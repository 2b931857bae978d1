use std::sync::Arc;

use args::{CheckArgs, ServeArgs, SitemapArgs};
use clap::Parser;
use config::{read_config, JsonConfigSource};
use context::SiteDirs;
use data::build_sitemap;
use miette::{miette, IntoDiagnostic, Result};
use notify::SendmailNotifier;
use rendering::ResponseRenderer;
use server::Server;
use tracing::metadata::LevelFilter;
use tracing_subscriber::fmt::format::FmtSpan;

use crate::args::Args;

mod args;
mod config;
mod context;
pub mod data;
mod notify;
mod rendering;
mod server;

#[tokio::main]
async fn main() -> Result<()> {
    let args: Args = Args::parse();
    init_tracing();

    match args.command {
        args::Command::Serve(serve_args) => serve(serve_args).await,
        args::Command::Check(check_args) => check(check_args).await,
        args::Command::Sitemap(sitemap_args) => sitemap(sitemap_args).await,
    }
}

async fn serve(args: ServeArgs) -> Result<()> {
    let dirs = SiteDirs::new(&args.directory);
    let renderer = startup_checks(&dirs).await?;

    let server = Server::new(
        Arc::new(JsonConfigSource::new(dirs.config_path.clone())),
        Arc::new(renderer),
        Arc::new(SendmailNotifier::default()),
    );
    server.serve(args.socket, args.pid_file).await
}

async fn check(args: CheckArgs) -> Result<()> {
    let dirs = SiteDirs::new(&args.directory);
    startup_checks(&dirs).await?;
    tracing::info!("site at {} is valid", args.directory.display());

    Ok(())
}

async fn sitemap(args: SitemapArgs) -> Result<()> {
    let dirs = SiteDirs::new(&args.directory);
    let cfg = read_config(&dirs.config_path).await?;
    let base_url = args.base_url.or_else(|| cfg.base_url.clone()).ok_or_else(|| {
        miette!("no base url configured, pass --base-url or set `base_url` in site.json")
    })?;
    let document = build_sitemap(&cfg.pages, &base_url);

    match args.output {
        Some(path) => tokio::fs::write(path, document).await.into_diagnostic()?,
        None => print!("{document}"),
    }

    Ok(())
}

/// Runs the validation every command performs before touching the site:
/// the configuration must parse and the templates it needs must exist.
async fn startup_checks(dirs: &SiteDirs) -> Result<ResponseRenderer> {
    let cfg = read_config(&dirs.config_path).await?;
    let renderer = ResponseRenderer::new(&dirs.template_dir)?;
    renderer.validate_templates(&cfg)?;

    Ok(renderer)
}

fn init_tracing() {
    tracing_subscriber::fmt::SubscriberBuilder::default()
        .with_max_level(LevelFilter::TRACE)
        .with_writer(std::io::stderr)
        .with_span_events(FmtSpan::NEW | FmtSpan::CLOSE)
        .compact()
        .init();
}
use serde::{Deserialize, Serialize};
use serde_json::{Map, Value};

/// template rendered for paths no page matches
pub const NOT_FOUND_TEMPLATE: &str = "404.tt";

/// a single routable page of the site
#[derive(Clone, Debug, PartialEq, Deserialize, Serialize)]
pub struct PageNode {
    /// exact url path this page is served under
    pub path: String,

    /// template used to render this page
    pub template: String,

    /// nested sub-pages
    #[serde(default, rename = "pages", skip_serializing_if = "Vec::is_empty")]
    pub children: Vec<PageNode>,

    /// remaining data of this page
    /// passed to the templates when rendering
    #[serde(flatten)]
    pub attributes: Map<String, Value>,
}

impl PageNode {
    /// substitute page rendered when no page matches the request path
    pub fn not_found(path: &str) -> Self {
        Self {
            path: path.to_owned(),
            template: NOT_FOUND_TEMPLATE.to_owned(),
            children: Vec::new(),
            attributes: Map::new(),
        }
    }
}
use std::borrow::Cow;
use std::path::Path;

use chrono::Utc;
use miette::{Diagnostic, IntoDiagnostic, Result};
use tera::{Context as TeraContext, Tera};
use thiserror::Error;

use crate::config::{ConfigError, SiteConfig};
use crate::data::{walk, PageNode, ResolvedRoute, NOT_FOUND_TEMPLATE};
use crate::server::RequestInfo;

/// classification of a finished response
#[derive(Clone, Copy, Debug, PartialEq, Eq)]
pub enum StatusClass {
    Success,
    NotFound,
}

impl StatusClass {
    pub fn code(self) -> u16 {
        match self {
            StatusClass::Success => 200,
            StatusClass::NotFound => 404,
        }
    }

    pub fn reason(self) -> &'static str {
        match self {
            StatusClass::Success => "OK",
            StatusClass::NotFound => "Not Found",
        }
    }
}

/// a rendered page body together with its status classification
#[derive(Clone, Debug)]
pub struct RenderedPage {
    pub status: StatusClass,
    pub body: String,
}

#[derive(Debug, Error, Diagnostic)]
pub enum RenderError {
    #[error("failed to render template {template}")]
    Template {
        template: String,
        #[source]
        source: tera::Error,
    },
}

// renders resolved routes through the templates of the site
pub struct ResponseRenderer {
    tera: Tera,
}

impl ResponseRenderer {
    #[tracing::instrument(level = "trace", skip_all)]
    pub fn new(template_dir: &Path) -> Result<Self> {
        let template_glob = format!("{}/**/*", template_dir.to_string_lossy());
        let mut tera = Tera::new(&template_glob).into_diagnostic()?;
        tera_text_filters::register_all(&mut tera);

        let renderer = Self { tera };

        if !renderer.has_template(NOT_FOUND_TEMPLATE) {
            return Err(ConfigError::MissingNotFoundTemplate {
                template: NOT_FOUND_TEMPLATE.to_owned(),
            }
            .into());
        }

        Ok(renderer)
    }

    pub fn has_template(&self, name: &str) -> bool {
        self.tera.get_template_names().any(|n| n == name)
    }

    /// Checks that every template the page tree refers to exists.
    pub fn validate_templates(&self, config: &SiteConfig) -> Result<(), ConfigError> {
        let mut missing = None;

        walk(&config.pages, &mut |page| {
            if missing.is_none() && !self.has_template(&page.template) {
                missing = Some(ConfigError::MissingTemplate {
                    template: page.template.clone(),
                    path: page.path.clone(),
                });
            }
        });

        match missing {
            Some(error) => Err(error),
            None => Ok(()),
        }
    }

    /// Renders a resolved route into a response body.
    ///
    /// A matched page renders its own template, an unresolved path
    /// renders the reserved not-found template with a substitute page
    /// node. Templates see the page, its ancestor chain, the whole site
    /// configuration and the request metadata.
    #[tracing::instrument(level = "trace", skip_all)]
    pub fn render(
        &self,
        config: &SiteConfig,
        route: ResolvedRoute<'_>,
        request: &RequestInfo,
    ) -> Result<RenderedPage, RenderError> {
        let (status, page, ancestors) = match route {
            ResolvedRoute::Found { page, ancestors } => {
                (StatusClass::Success, Cow::Borrowed(page), ancestors)
            }
            ResolvedRoute::NotFound => (
                StatusClass::NotFound,
                Cow::Owned(PageNode::not_found(&request.path)),
                Vec::new(),
            ),
        };

        let mut context = TeraContext::new();
        context.insert("page", page.as_ref());
        context.insert("ancestors", &ancestors);
        context.insert("site", config);
        context.insert("request", request);
        context.insert("now", &Utc::now().to_rfc3339());
        context.insert("elapsed_ms", &request.elapsed_ms());

        tracing::debug!("context = {context:?}");

        let body = self
            .tera
            .render(&page.template, &context)
            .map_err(|source| RenderError::Template {
                template: page.template.clone(),
                source,
            })?;

        Ok(RenderedPage { status, body })
    }
}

• **Exercise requirements**
Go through the records above and repeat each one exactly.

• **Response area**
repository 2b931857bae978d1
use std::sync::Arc;

use args::{CheckArgs, ServeArgs, SitemapArgs};
use clap::Parser;
use config::{read_config, JsonConfigSource};
use context::SiteDirs;
use data::build_sitemap;
use miette::{miette, IntoDiagnostic, Result};
use notify::SendmailNotifier;
use rendering::ResponseRenderer;
use server::Server;
use tracing::metadata::LevelFilter;
use tracing_subscriber::fmt::format::FmtSpan;

use crate::args::Args;

mod args;
mod config;
mod context;
pub mod data;
mod notify;
mod rendering;
mod server;

#[tokio::main]
async fn main() -> Result<()> {
    let args: Args = Args::parse();
    init_tracing();

    match args.command {
        args::Command::Serve(serve_args) => serve(serve_args).await,
        args::Command::Check(check_args) => check(check_args).await,
        args::Command::Sitemap(sitemap_args) => sitemap(sitemap_args).await,
    }
}

async fn serve(args: ServeArgs) -> Result<()> {
    let dirs = SiteDirs::new(&args.directory);
    let renderer = startup_checks(&dirs).await?;

    let server = Server::new(
        Arc::new(JsonConfigSource::new(dirs.config_path.clone())),
        Arc::new(renderer),
        Arc::new(SendmailNotifier::default()),
    );
    server.serve(args.socket, args.pid_file).await
}

async fn check(args: CheckArgs) -> Result<()> {
    let dirs = SiteDirs::new(&args.directory);
    startup_checks(&dirs).await?;
    tracing::info!("site at {} is valid", args.directory.display());

    Ok(())
}

async fn sitemap(args: SitemapArgs) -> Result<()> {
    let dirs = SiteDirs::new(&args.directory);
    let cfg = read_config(&dirs.config_path).await?;
    let base_url = args.base_url.or_else(|| cfg.base_url.clone()).ok_or_else(|| {
        miette!("no base url configured, pass --base-url or set `base_url` in site.json")
    })?;
    let document = build_sitemap(&cfg.pages, &base_url);

    match args.output {
        Some(path) => tokio::fs::write(path, document).await.into_diagnostic()?,
        None => print!("{document}"),
    }

    Ok(())
}

/// Runs the validation every command performs before touching the site:
/// the configuration must parse and the templates it needs must exist.
async fn startup_checks(dirs: &SiteDirs) -> Result<ResponseRenderer> {
    let cfg = read_config(&dirs.config_path).await?;
    let renderer = ResponseRenderer::new(&dirs.template_dir)?;
    renderer.validate_templates(&cfg)?;

    Ok(renderer)
}

fn init_tracing() {
    tracing_subscriber::fmt::SubscriberBuilder::default()
        .with_max_level(LevelFilter::TRACE)
        .with_writer(std::io::stderr)
        .with_span_events(FmtSpan::NEW | FmtSpan::CLOSE)
        .compact()
        .init();
}
use serde::{Deserialize, Serialize};
use serde_json::{Map, Value};

/// template rendered for paths no page matches
pub const NOT_FOUND_TEMPLATE: &str = "404.tt";

/// a single routable page of the site
#[derive(Clone, Debug, PartialEq, Deserialize, Serialize)]
pub struct PageNode {
    /// exact url path this page is served under
    pub path: String,

    /// template used to render this page
    pub template: String,

    /// nested sub-pages
    #[serde(default, rename = "pages", skip_serializing_if = "Vec::is_empty")]
    pub children: Vec<PageNode>,

    /// remaining data of this page
    /// passed to the templates when rendering
    #[serde(flatten)]
    pub attributes: Map<String, Value>,
}

impl PageNode {
    /// substitute page rendered when no page matches the request path
    pub fn not_found(path: &str) -> Self {
        Self {
            path: path.to_owned(),
            template: NOT_FOUND_TEMPLATE.to_owned(),
            children: Vec::new(),
            attributes: Map::new(),
        }
    }
}
use std::borrow::Cow;
use std::path::Path;

use chrono::Utc;
use miette::{Diagnostic, IntoDiagnostic, Result};
use tera::{Context as TeraContext, Tera};
use thiserror::Error;

use crate::config::{ConfigError, SiteConfig};
use crate::data::{walk, PageNode, ResolvedRoute, NOT_FOUND_TEMPLATE};
use crate::server::RequestInfo;

/// classification of a finished response
#[derive(Clone, Copy, Debug, PartialEq, Eq)]
pub enum StatusClass {
    Success,
    NotFound,
}

impl StatusClass {
    pub fn code(self) -> u16 {
        match self {
            StatusClass::Success => 200,
            StatusClass::NotFound => 404,
        }
    }

    pub fn reason(self) -> &'static str {
        match self {
            StatusClass::Success => "OK",
            StatusClass::NotFound => "Not Found",
        }
    }
}

/// a rendered page body together with its status classification
#[derive(Clone, Debug)]
pub struct RenderedPage {
    pub status: StatusClass,
    pub body: String,
}

#[derive(Debug, Error, Diagnostic)]
pub enum RenderError {
    #[error("failed to render template {template}")]
    Template {
        template: String,
        #[source]
        source: tera::Error,
    },
}

// renders resolved routes through the templates of the site
pub struct ResponseRenderer {
    tera: Tera,
}

impl ResponseRenderer {
    #[tracing::instrument(level = "trace", skip_all)]
    pub fn new(template_dir: &Path) -> Result<Self> {
        let template_glob = format!("{}/**/*", template_dir.to_string_lossy());
        let mut tera = Tera::new(&template_glob).into_diagnostic()?;
        tera_text_filters::register_all(&mut tera);

        let renderer = Self { tera };

        if !renderer.has_template(NOT_FOUND_TEMPLATE) {
            return Err(ConfigError::MissingNotFoundTemplate {
                template: NOT_FOUND_TEMPLATE.to_owned(),
            }
            .into());
        }

        Ok(renderer)
    }

    pub fn has_template(&self, name: &str) -> bool {
        self.tera.get_template_names().any(|n| n == name)
    }

    /// Checks that every template the page tree refers to exists.
    pub fn validate_templates(&self, config: &SiteConfig) -> Result<(), ConfigError> {
        let mut missing = None;

        walk(&config.pages, &mut |page| {
            if missing.is_none() && !self.has_template(&page.template) {
                missing = Some(ConfigError::MissingTemplate {
                    template: page.template.clone(),
                    path: page.path.clone(),
                });
            }
        });

        match missing {
            Some(error) => Err(error),
            None => Ok(()),
        }
    }

    /// Renders a resolved route into a response body.
    ///
    /// A matched page renders its own template, an unresolved path
    /// renders the reserved not-found template with a substitute page
    /// node. Templates see the page, its ancestor chain, the whole site
    /// configuration and the request metadata.
    #[tracing::instrument(level = "trace", skip_all)]
    pub fn render(
        &self,
        config: &SiteConfig,
        route: ResolvedRoute<'_>,
        request: &RequestInfo,
    ) -> Result<RenderedPage, RenderError> {
        let (status, page, ancestors) = match route {
            ResolvedRoute::Found { page, ancestors } => {
                (StatusClass::Success, Cow::Borrowed(page), ancestors)
            }
            ResolvedRoute::NotFound => (
                StatusClass::NotFound,
                Cow::Owned(PageNode::not_found(&request.path)),
                Vec::new(),
            ),
        };

        let mut context = TeraContext::new();
        context.insert("page", page.as_ref());
        context.insert("ancestors", &ancestors);
        context.insert("site", config);
        context.insert("request", request);
        context.insert("now", &Utc::now().to_rfc3339());
        context.insert("elapsed_ms", &request.elapsed_ms());

        tracing::debug!("context = {context:?}");

        let body = self
            .tera
            .render(&page.template, &context)
            .map_err(|source| RenderError::Template {
                template: page.template.clone(),
                source,
            })?;

        Ok(RenderedPage { status, body })
    }
}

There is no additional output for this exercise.